When I do parent coaching, I use the curriculum of Love and Logic. One of the key principles that I take from it that is applicable to most all relationships is the idea that “I am not going to tell you what to do, I am going to tell you what I am going to do."

The benefits of this principle are numerous.

Empowering

It is instantly empowering because we are finally in the realm of control. We can't control if our children are being rude, wandering the house past midnight, breaking curfew, or doing poorly in school. We can't control our alcoholic husbands, or partners who are raging, or spouses who are sleeping around. But we can control our own actions when it happens.

Responsibility

Not only does it locate the control, it also locates the responsibility.

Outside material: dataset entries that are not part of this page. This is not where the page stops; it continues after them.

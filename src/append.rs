//! Grow-on-demand byte buffer with separator-prefixed concatenation.
//!
//! [`AppendBuffer`] is the leaf utility the rest of the crate grows its
//! outputs with: the readers collect long lines into one, and tables can
//! serialize into one without a size limit.
//!
//! The buffer keeps an explicit capacity counter. Everything past the logical
//! content is zero, so the content is always followed by a terminator slot.
//!
//! ```rust
//! use line_toolbox::AppendBuffer;
//!
//! let mut buffer = AppendBuffer::new();
//! buffer.append_str("eth0", None).unwrap();
//! buffer.append_str("wlan0", Some(", ")).unwrap();
//! assert_eq!(buffer.as_bytes(), b"eth0, wlan0");
//! assert!(buffer.capacity() > buffer.len());
//! ```

use crate::{Error, Result};
use std::borrow::Cow;

/// An owned, growable byte buffer that never shrinks.
#[derive(Clone, Debug, Default, PartialEq, Eq)]
pub struct AppendBuffer {
    // Allocated storage; its length is the capacity and bytes past `len` are zero.
    storage: Vec<u8>,
    len: usize,
}

impl AppendBuffer {
    /// Creates an empty buffer without allocating.
    #[must_use]
    pub fn new() -> Self {
        AppendBuffer::default()
    }

    /// Appends `separator` (when given and non-empty) followed by up to
    /// `max_length` bytes of `text` (`None` appends all of it).
    ///
    /// `Some(0)` is a successful no-op: not even the separator is written.
    /// If growing fails the previous content is left untouched.
    ///
    /// # Errors
    ///
    /// Returns [`Error::OutOfMemory`] when the storage cannot grow.
    ///
    /// # Examples
    ///
    /// ```rust
    /// use line_toolbox::AppendBuffer;
    ///
    /// let mut buffer = AppendBuffer::new();
    /// buffer.append(b"inet addr:10.0.0.7", Some(4), None).unwrap();
    /// assert_eq!(buffer.as_bytes(), b"inet");
    /// buffer.append(b"ignored", Some(0), Some(b"|")).unwrap();
    /// assert_eq!(buffer.as_bytes(), b"inet");
    /// ```
    pub fn append(
        &mut self,
        text: &[u8],
        max_length: Option<usize>,
        separator: Option<&[u8]>,
    ) -> Result<()> {
        if max_length == Some(0) {
            return Ok(());
        }

        let take = max_length.map_or(text.len(), |max| max.min(text.len()));
        let separator = separator.unwrap_or_default();
        let end = self.len + separator.len() + take;
        self.grow_to(end + 1)?;

        let mut cursor = self.len;
        self.storage[cursor..cursor + separator.len()].copy_from_slice(separator);
        cursor += separator.len();
        self.storage[cursor..end].copy_from_slice(&text[..take]);
        self.len = end;
        Ok(())
    }

    /// Appends a whole string with an optional separator.
    ///
    /// # Errors
    ///
    /// Returns [`Error::OutOfMemory`] when the storage cannot grow.
    pub fn append_str(&mut self, text: &str, separator: Option<&str>) -> Result<()> {
        self.append(text.as_bytes(), None, separator.map(str::as_bytes))
    }

    // Grows to at least `capacity`, doubling so repeated appends stay linear.
    fn grow_to(&mut self, capacity: usize) -> Result<()> {
        if capacity <= self.storage.len() {
            return Ok(());
        }
        let target = capacity.max(self.storage.len().saturating_mul(2));
        let additional = target - self.storage.len();
        self.storage
            .try_reserve_exact(additional)
            .map_err(|_| Error::out_of_memory(additional))?;
        // New space is zero-filled before anything is written into it.
        self.storage.resize(target, 0);
        Ok(())
    }

    /// Returns the logical content.
    #[must_use]
    pub fn as_bytes(&self) -> &[u8] {
        &self.storage[..self.len]
    }

    /// Returns the content as text, replacing invalid UTF-8.
    #[must_use]
    pub fn to_string_lossy(&self) -> Cow<'_, str> {
        String::from_utf8_lossy(self.as_bytes())
    }

    /// Length of the logical content in bytes.
    #[must_use]
    pub fn len(&self) -> usize {
        self.len
    }

    #[must_use]
    pub fn is_empty(&self) -> bool {
        self.len == 0
    }

    /// Allocated size, always at least `len() + 1` once anything was appended.
    #[must_use]
    pub fn capacity(&self) -> usize {
        self.storage.len()
    }

    /// Bytes past the content; always all zero.
    #[must_use]
    pub fn spare(&self) -> &[u8] {
        &self.storage[self.len..]
    }

    /// Empties the buffer, keeping its capacity.
    pub fn clear(&mut self) {
        self.storage[..self.len].fill(0);
        self.len = 0;
    }

    /// Consumes the buffer and returns the content.
    #[must_use]
    pub fn into_bytes(mut self) -> Vec<u8> {
        self.storage.truncate(self.len);
        self.storage
    }

    /// Consumes the buffer and returns the content as text, replacing invalid UTF-8.
    #[must_use]
    pub fn into_string_lossy(self) -> String {
        match String::from_utf8(self.into_bytes()) {
            Ok(text) => text,
            Err(err) => String::from_utf8_lossy(err.as_bytes()).into_owned(),
        }
    }
}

Apart from parenting, most often we are seldom responsible for the poor choices the people we love make. This principle allows us to take a breath, take a step back, and decide how to locate the damage with the person who is causing it.

In Al-Anon, there is an ongoing joke, where 2 people come into a meeting. One looks completely exhausted, deranged, malnourished, overworked. The other is well-dressed, well-rested and composed. Who is the addict?

Oftentimes, codependents hold the whole picture today so that their partner can keep using or acting out. This Love and Logic principle reminds us that we are not responsible for the choices of our loved ones. We are only responsible for our own.

Listening to Our Own Needs

When our loved ones need us, oftentimes we cannot hear ourselves. This principle brings the focus back to ourselves. What do we want when this happens? How can we take care of ourselves when our partner rages, lashes out, or gets drunk? What do we need to do in order to say "Feel free to keep doing _______, this is what I am going to do when you do."

It is Irrefutable.

Nothing ignites an argument faster than telling the other person what to do. When we talk about ourselves and why we need to do what we do. We are able to say “This has nothing to do with you (which oftentimes it does ), this has everything to do with me. I need this. Thank you for letting me take care of me." When we own what we need we relinquish the other person from taking care of us. We resign from taking care of the other person. We finally have a fighting chance to get things right.